Descripción del proyecto
Cardiovascular diseases are the most frequent cause of death worldwide and half of these deaths are due to cardiac arrhythmia, a disorder of the heart's electrical synchronization system. Numerical models of this complex system are highly sophisticated and widely used, but to match observations in aging and diseased hearts they need to move from a continuum approach to a representation of individual cells and their interconnections. This implies a different, harder numerical problem and a 10,000-fold increase in problem size. Exascale computers will be needed to run such models.
We propose to develop an exascale application platform for cardiac electrophysiology simulations that is usable for cell-by-cell simulations. The platform will be co-designed by HPC experts, numerical scientists, biomedical engineers, and biomedical scientists, from academia and industry. We will develop, in concert, numerical schemes suitable for exascale parallelism, problem-tailored linear-system solvers and preconditioners, and a compiler to translate high-level model descriptions into optimized, energy-efficient system code for heterogeneous computing systems. The code will be parallelized with a recently developed runtime system that is resilient to hardware failures and will use an energy-aware task placement strategy.

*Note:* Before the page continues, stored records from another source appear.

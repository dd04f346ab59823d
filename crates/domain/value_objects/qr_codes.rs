use chrono::{DateTime, Utc};
use serde::{Deserialize, Serialize};
use uuid::Uuid;

use crate::domain::{
    entities::qr_codes::{InsertQrCodeEntity, QrCodeEntity, UpdateQrCodeEntity},
    value_objects::validation::{FieldError, validate_hex_color, validate_http_url},
};

pub const MAX_URL_LENGTH: usize = 2048;
pub const MAX_TITLE_LENGTH: usize = 200;
pub const DEFAULT_TITLE: &str = "Untitled QR Code";
pub const DEFAULT_FOREGROUND: &str = "#000000";
pub const DEFAULT_BACKGROUND: &str = "#FFFFFF";
pub const DEFAULT_PAGE_SIZE: i64 = 20;
pub const MAX_PAGE_SIZE: i64 = 100;
/// Longest per-QR scan window: 30 days.
pub const MAX_RATE_LIMIT_WINDOW_SECONDS: i64 = 30 * 24 * 3600;
pub const MAX_RATE_LIMIT_REQUESTS: i64 = 1_000_000;

/// Per-QR scan throttling, stored as JSON on the QR row.
#[derive(Debug, Clone, Copy, Serialize, Deserialize, PartialEq, Eq)]
#[serde(rename_all = "camelCase", deny_unknown_fields)]
pub struct RateLimitConfig {
    pub window_size: Option<i64>,
    pub max_requests: Option<i64>,
}

impl RateLimitConfig {
    fn validate(&self) -> Result<(), FieldError> {
        if self
            .window_size
            .is_some_and(|v| !(1..=MAX_RATE_LIMIT_WINDOW_SECONDS).contains(&v))
        {
            return Err(FieldError::out_of_range(
                "rateLimitConfig.windowSize",
                format!("rateLimitConfig.windowSize must be between 1 and {MAX_RATE_LIMIT_WINDOW_SECONDS}"),
            ));
        }
        if self
            .max_requests
            .is_some_and(|v| !(1..=MAX_RATE_LIMIT_REQUESTS).contains(&v))
        {
            return Err(FieldError::out_of_range(
                "rateLimitConfig.maxRequests",
                format!("rateLimitConfig.maxRequests must be between 1 and {MAX_RATE_LIMIT_REQUESTS}"),
            ));
        }
        Ok(())
    }
}

#[derive(Debug, Clone, Default, Deserialize)]
#[serde(rename_all = "camelCase", deny_unknown_fields)]
pub struct CreateQrCodeModel {
    pub url: Option<String>,
    pub title: Option<String>,
    pub foreground_color: Option<String>,
    pub background_color: Option<String>,
    pub dot_type: Option<String>,
    pub corner_type: Option<String>,
    pub logo_url: Option<String>,
    #[serde(default)]
    pub is_dynamic: bool,
    pub dynamic_content: Option<serde_json::Value>,
    pub redirect_url: Option<String>,
    pub expires_at: Option<DateTime<Utc>>,
    pub max_scans: Option<i32>,
    pub organization_id: Option<Uuid>,
    pub rate_limit_config: Option<RateLimitConfig>,
}

impl CreateQrCodeModel {
    pub fn validate(&self) -> Result<(), FieldError> {
        let url = self.url.as_deref().ok_or_else(|| FieldError::missing("url"))?;
        validate_http_url("url", url, MAX_URL_LENGTH)?;

        if let Some(title) = &self.title {
            validate_title(title)?;
        }
        if let Some(color) = &self.foreground_color {
            validate_hex_color("foregroundColor", color)?;
        }
        if let Some(color) = &self.background_color {
            validate_hex_color("backgroundColor", color)?;
        }
        if let Some(logo_url) = &self.logo_url {
            validate_http_url("logoUrl", logo_url, MAX_URL_LENGTH)?;
        }
        if let Some(redirect_url) = &self.redirect_url {
            validate_http_url("redirectUrl", redirect_url, MAX_URL_LENGTH)?;
        }
        if self.max_scans.is_some_and(|v| v <= 0) {
            return Err(FieldError::out_of_range(
                "maxScans",
                "maxScans must be greater than zero",
            ));
        }
        if let Some(config) = &self.rate_limit_config {
            config.validate()?;
        }

        Ok(())
    }

    pub fn has_logo(&self) -> bool {
        self.logo_url.as_deref().is_some_and(|v| !v.trim().is_empty())
    }

    pub fn into_insert_entity(self, id: Uuid, user_id: Uuid, has_watermark: bool) -> InsertQrCodeEntity {
        InsertQrCodeEntity {
            id,
            user_id,
            organization_id: self.organization_id,
            url: self.url.unwrap_or_default().trim().to_string(),
            title: self
                .title
                .map(|t| t.trim().to_string())
                .filter(|t| !t.is_empty())
                .unwrap_or_else(|| DEFAULT_TITLE.to_string()),
            foreground_color: self
                .foreground_color
                .unwrap_or_else(|| DEFAULT_FOREGROUND.to_string()),
            background_color: self
                .background_color
                .unwrap_or_else(|| DEFAULT_BACKGROUND.to_string()),
            dot_type: self.dot_type,
            corner_type: self.corner_type,
            logo_url: self.logo_url,
            has_watermark,
            is_dynamic: self.is_dynamic,
            dynamic_content: self.dynamic_content,
            redirect_url: self.redirect_url,
            expires_at: self.expires_at,
            max_scans: self.max_scans,
            rate_limit_config: self
                .rate_limit_config
                .and_then(|config| serde_json::to_value(config).ok()),
        }
    }
}

#[derive(Debug, Clone, Default, Deserialize)]
#[serde(rename_all = "camelCase", deny_unknown_fields)]
pub struct UpdateQrCodeModel {
    pub url: Option<String>,
    pub title: Option<String>,
    pub foreground_color: Option<String>,
    pub background_color: Option<String>,
    pub dot_type: Option<String>,
    pub corner_type: Option<String>,
    pub logo_url: Option<String>,
    pub dynamic_content: Option<serde_json::Value>,
    pub redirect_url: Option<String>,
    pub is_active: Option<bool>,
    pub expires_at: Option<DateTime<Utc>>,
    pub max_scans: Option<i32>,
    pub rate_limit_config: Option<RateLimitConfig>,
}

impl UpdateQrCodeModel {
    pub fn validate(&self) -> Result<(), FieldError> {
        if let Some(url) = &self.url {
            validate_http_url("url", url, MAX_URL_LENGTH)?;
        }
        if let Some(title) = &self.title {
            validate_title(title)?;
        }
        if let Some(color) = &self.foreground_color {
            validate_hex_color("foregroundColor", color)?;
        }
        if let Some(color) = &self.background_color {
            validate_hex_color("backgroundColor", color)?;
        }
        if let Some(logo_url) = &self.logo_url {
            validate_http_url("logoUrl", logo_url, MAX_URL_LENGTH)?;
        }
        if let Some(redirect_url) = &self.redirect_url {
            validate_http_url("redirectUrl", redirect_url, MAX_URL_LENGTH)?;
        }
        if self.max_scans.is_some_and(|v| v <= 0) {
            return Err(FieldError::out_of_range(
                "maxScans",
                "maxScans must be greater than zero",
            ));
        }
        if let Some(config) = &self.rate_limit_config {
            config.validate()?;
        }
        Ok(())
    }

    pub fn has_logo(&self) -> bool {
        self.logo_url.as_deref().is_some_and(|v| !v.trim().is_empty())
    }

    pub fn into_changeset(self, now: DateTime<Utc>) -> UpdateQrCodeEntity {
        UpdateQrCodeEntity {
            url: self.url.map(|v| v.trim().to_string()),
            title: self.title.map(|v| v.trim().to_string()),
            foreground_color: self.foreground_color,
            background_color: self.background_color,
            dot_type: self.dot_type.map(Some),
            corner_type: self.corner_type.map(Some),
            logo_url: self.logo_url.map(Some),
            dynamic_content: self.dynamic_content.map(Some),
            redirect_url: self.redirect_url.map(Some),
            is_active: self.is_active,
            expires_at: self.expires_at.map(Some),
            max_scans: self.max_scans.map(Some),
            rate_limit_config: self
                .rate_limit_config
                .and_then(|config| serde_json::to_value(config).ok())
                .map(Some),
            updated_at: Some(now),
        }
    }
}

fn validate_title(title: &str) -> Result<(), FieldError> {
    if title.chars().count() > MAX_TITLE_LENGTH {
        return Err(FieldError::out_of_range(
            "title",
            format!("title must be at most {MAX_TITLE_LENGTH} characters"),
        ));
    }
    Ok(())
}

#[derive(Debug, Clone, Copy, Deserialize)]
pub struct PageQuery {
    pub page: Option<i64>,
    pub limit: Option<i64>,
}

impl PageQuery {
    pub fn page(&self) -> i64 {
        self.page.unwrap_or(1).max(1)
    }

    pub fn limit(&self) -> i64 {
        self.limit.unwrap_or(DEFAULT_PAGE_SIZE).clamp(1, MAX_PAGE_SIZE)
    }

    pub fn offset(&self) -> i64 {
        (self.page() - 1) * self.limit()
    }
}

/// Client-facing view of a QR code; the webhook secret never leaves the server.
#[derive(Debug, Clone, Serialize, Deserialize, PartialEq)]
#[serde(rename_all = "camelCase")]
pub struct QrCodeDto {
    pub id: Uuid,
    pub user_id: Uuid,
    pub organization_id: Option<Uuid>,
    pub url: String,
    pub title: String,
    pub foreground_color: String,
    pub background_color: String,
    pub dot_type: Option<String>,
    pub corner_type: Option<String>,
    pub logo_url: Option<String>,
    pub has_watermark: bool,
    pub is_dynamic: bool,
    pub dynamic_content: Option<serde_json::Value>,
    pub redirect_url: Option<String>,
    pub is_active: bool,
    pub expires_at: Option<DateTime<Utc>>,
    pub max_scans: Option<i32>,
    pub scan_count: i32,
    pub last_scanned_at: Option<DateTime<Utc>>,
    pub webhook_url: Option<String>,
    pub created_at: DateTime<Utc>,
    pub updated_at: DateTime<Utc>,
}

impl From<QrCodeEntity> for QrCodeDto {
    fn from(entity: QrCodeEntity) -> Self {
        Self {
            id: entity.id,
            user_id: entity.user_id,
            organization_id: entity.organization_id,
            url: entity.url,
            title: entity.title,
            foreground_color: entity.foreground_color,
            background_color: entity.background_color,
            dot_type: entity.dot_type,
            corner_type: entity.corner_type,
            logo_url: entity.logo_url,
            has_watermark: entity.has_watermark,
            is_dynamic: entity.is_dynamic,
            dynamic_content: entity.dynamic_content,
            redirect_url: entity.redirect_url,
            is_active: entity.is_active,
            expires_at: entity.expires_at,
            max_scans: entity.max_scans,
            scan_count: entity.scan_count,
            last_scanned_at: entity.last_scanned_at,
            webhook_url: entity.webhook_url,
            created_at: entity.created_at,
            updated_at: entity.updated_at,
        }
    }
}

#[derive(Debug, Clone, Serialize, Deserialize)]
#[serde(rename_all = "camelCase")]
pub struct QrCodeListDto {
    pub qr_codes: Vec<QrCodeDto>,
    pub page: i64,
    pub limit: i64,
}

#[derive(Debug, Clone, Copy, Serialize, Deserialize, PartialEq, Eq)]
#[serde(rename_all = "camelCase")]
pub struct CreditBalanceDto {
    pub credits: i32,
}

#[cfg(test)]
mod tests {
    use super::*;
    use crate::domain::value_objects::validation::FieldErrorKind;

    fn model(url: &str) -> CreateQrCodeModel {
        CreateQrCodeModel {
            url: Some(url.to_string()),
            ..Default::default()
        }
    }

    #[test]
    fn missing_url_is_reported_as_missing_field() {
        let err = CreateQrCodeModel::default().validate().unwrap_err();
        assert_eq!(err.kind, FieldErrorKind::Missing);
        assert_eq!(err.field, "url");
    }

    #[test]
    fn non_positive_max_scans_is_rejected() {
        let mut create = model("https://a.com");
        create.max_scans = Some(0);
        assert_eq!(create.validate().unwrap_err().field, "maxScans");
    }

    #[test]
    fn oversized_scan_window_is_rejected() {
        let create: CreateQrCodeModel = serde_json::from_value(serde_json::json!({
            "url": "https://a.com",
            "rateLimitConfig": { "windowSize": 100_000_000_000_000_i64 }
        }))
        .unwrap();
        assert_eq!(
            create.validate().unwrap_err().field,
            "rateLimitConfig.windowSize"
        );

        let mut create = model("https://a.com");
        create.rate_limit_config = Some(RateLimitConfig {
            window_size: Some(MAX_RATE_LIMIT_WINDOW_SECONDS),
            max_requests: Some(10),
        });
        assert!(create.validate().is_ok());
    }

    #[test]
    fn unknown_fields_are_rejected_at_deserialization() {
        let parsed = serde_json::from_value::<CreateQrCodeModel>(serde_json::json!({
            "url": "https://a.com",
            "colour": "#000000"
        }));
        assert!(parsed.is_err());
    }

    #[test]
    fn insert_entity_fills_defaults() {
        let id = Uuid::new_v4();
        let user_id = Uuid::new_v4();
        let entity = model(" https://a.com ").into_insert_entity(id, user_id, true);

        assert_eq!(entity.url, "https://a.com");
        assert_eq!(entity.title, DEFAULT_TITLE);
        assert_eq!(entity.foreground_color, DEFAULT_FOREGROUND);
        assert_eq!(entity.background_color, DEFAULT_BACKGROUND);
        assert!(entity.has_watermark);
        assert_eq!(entity.user_id, user_id);
    }

    #[test]
    fn page_query_clamps_limits() {
        let query = PageQuery {
            page: Some(0),
            limit: Some(1_000),
        };
        assert_eq!(query.page(), 1);
        assert_eq!(query.limit(), MAX_PAGE_SIZE);
        assert_eq!(query.offset(), 0);

        let query = PageQuery {
            page: Some(3),
            limit: Some(10),
        };
        assert_eq!(query.offset(), 20);
    }
}
use anyhow::Result;
use async_trait::async_trait;
use chrono::{DateTime, Utc};
use diesel::{OptionalExtension, RunQueryDsl, insert_into, prelude::*, update};
use std::sync::Arc;
use uuid::Uuid;

use crate::{
    domain,
    infra::db::postgres::{postgres_connection::PgPoolSquad, schema::qr_code_bulk_groups},
};
use domain::{
    entities::bulk_groups::{BulkGroupEntity, InsertBulkGroupEntity},
    repositories::bulk_groups::BulkGroupRepository,
    value_objects::enums::bulk_group_statuses::BulkGroupStatus,
};

pub struct BulkGroupPostgres {
    db_pool: Arc<PgPoolSquad>,
}

impl BulkGroupPostgres {
    pub fn new(db_pool: Arc<PgPoolSquad>) -> Self {
        Self { db_pool }
    }
}

#[async_trait]
impl BulkGroupRepository for BulkGroupPostgres {
    async fn create(&self, bulk_group: InsertBulkGroupEntity) -> Result<BulkGroupEntity> {
        let mut conn = Arc::clone(&self.db_pool).get()?;

        let created = insert_into(qr_code_bulk_groups::table)
            .values(&bulk_group)
            .returning(BulkGroupEntity::as_returning())
            .get_result::<BulkGroupEntity>(&mut conn)?;

        Ok(created)
    }

    async fn finish(
        &self,
        bulk_group_id: Uuid,
        status: BulkGroupStatus,
        processed_count: i32,
        failed_count: i32,
        results: serde_json::Value,
        completed_at: DateTime<Utc>,
    ) -> Result<()> {
        let mut conn = Arc::clone(&self.db_pool).get()?;

        update(qr_code_bulk_groups::table.find(bulk_group_id))
            .set((
                qr_code_bulk_groups::status.eq(status.to_string()),
                qr_code_bulk_groups::processed_count.eq(processed_count),
                qr_code_bulk_groups::failed_count.eq(failed_count),
                qr_code_bulk_groups::results.eq(Some(results)),
                qr_code_bulk_groups::completed_at.eq(Some(completed_at)),
            ))
            .execute(&mut conn)?;

        Ok(())
    }

    async fn find_for_user(&self, bulk_group_id: Uuid, user_id: Uuid) -> Result<Option<BulkGroupEntity>> {
        let mut conn = Arc::clone(&self.db_pool).get()?;

        let bulk_group = qr_code_bulk_groups::table
            .filter(qr_code_bulk_groups::id.eq(bulk_group_id))
            .filter(qr_code_bulk_groups::user_id.eq(user_id))
            .select(BulkGroupEntity::as_select())
            .first::<BulkGroupEntity>(&mut conn)
            .optional()?;

        Ok(bulk_group)
    }

    async fn list_for_user(&self, user_id: Uuid, limit: i64) -> Result<Vec<BulkGroupEntity>> {
        let mut conn = Arc::clone(&self.db_pool).get()?;

        let results = qr_code_bulk_groups::table
            .filter(qr_code_bulk_groups::user_id.eq(user_id))
            .order(qr_code_bulk_groups::created_at.desc())
            .limit(limit)
            .select(BulkGroupEntity::as_select())
            .load::<BulkGroupEntity>(&mut conn)?;

        Ok(results)
    }
}
use anyhow::Result;
use async_trait::async_trait;
use mockall::automock;
use uuid::Uuid;

use crate::domain::{
    entities::qr_codes::{InsertQrCodeEntity, QrCodeEntity, UpdateQrCodeEntity},
    value_objects::credits::CreditTransactionError,
};

#[automock]
#[async_trait]
pub trait QrCodeRepository {
    /// Locks the owner's row, debits one credit and inserts the QR code, all or nothing.
    async fn create_with_credit_deduction(
        &self,
        user_id: Uuid,
        qr_code: InsertQrCodeEntity,
    ) -> std::result::Result<QrCodeEntity, CreditTransactionError>;

    /// Same as `create_with_credit_deduction` for N rows and N credits.
    async fn bulk_create_with_credits(
        &self,
        user_id: Uuid,
        qr_codes: Vec<InsertQrCodeEntity>,
    ) -> std::result::Result<Vec<QrCodeEntity>, CreditTransactionError>;

    async fn find_by_id(&self, qr_code_id: Uuid) -> Result<Option<QrCodeEntity>>;
    async fn list_by_user(&self, user_id: Uuid, limit: i64, offset: i64) -> Result<Vec<QrCodeEntity>>;
    async fn count_by_user(&self, user_id: Uuid) -> Result<i64>;
    async fn update(&self, qr_code_id: Uuid, changes: UpdateQrCodeEntity) -> Result<QrCodeEntity>;
    async fn delete(&self, qr_code_id: Uuid) -> Result<bool>;

    /// Sets the webhook url; `secret: None` keeps the stored secret.
    async fn set_webhook(
        &self,
        qr_code_id: Uuid,
        webhook_url: String,
        secret: Option<String>,
    ) -> Result<QrCodeEntity>;
    async fn clear_webhook(&self, qr_code_id: Uuid) -> Result<()>;
    /// QR codes with a webhook configured, owned by any of `owner_ids`.
    async fn list_webhook_configs(&self, owner_ids: Vec<Uuid>) -> Result<Vec<QrCodeEntity>>;
}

The platform will be applied in real-life use cases with high impact in the biomedical domain and will showcase HPC in this area where it is painfully underused. It will be made accessible for a wide range of users both as code and through a web interface.
We will further employ our HPC and biomedical expertise to accelerate the development of parallel segmentation and (re)meshing software, necessary to create the extremely large and complex meshes needed from available large volumes of microscopy data.
The platform will be adaptable to similar biological systems such as nerves, and components of the platform will be reusable in a wide range of applications.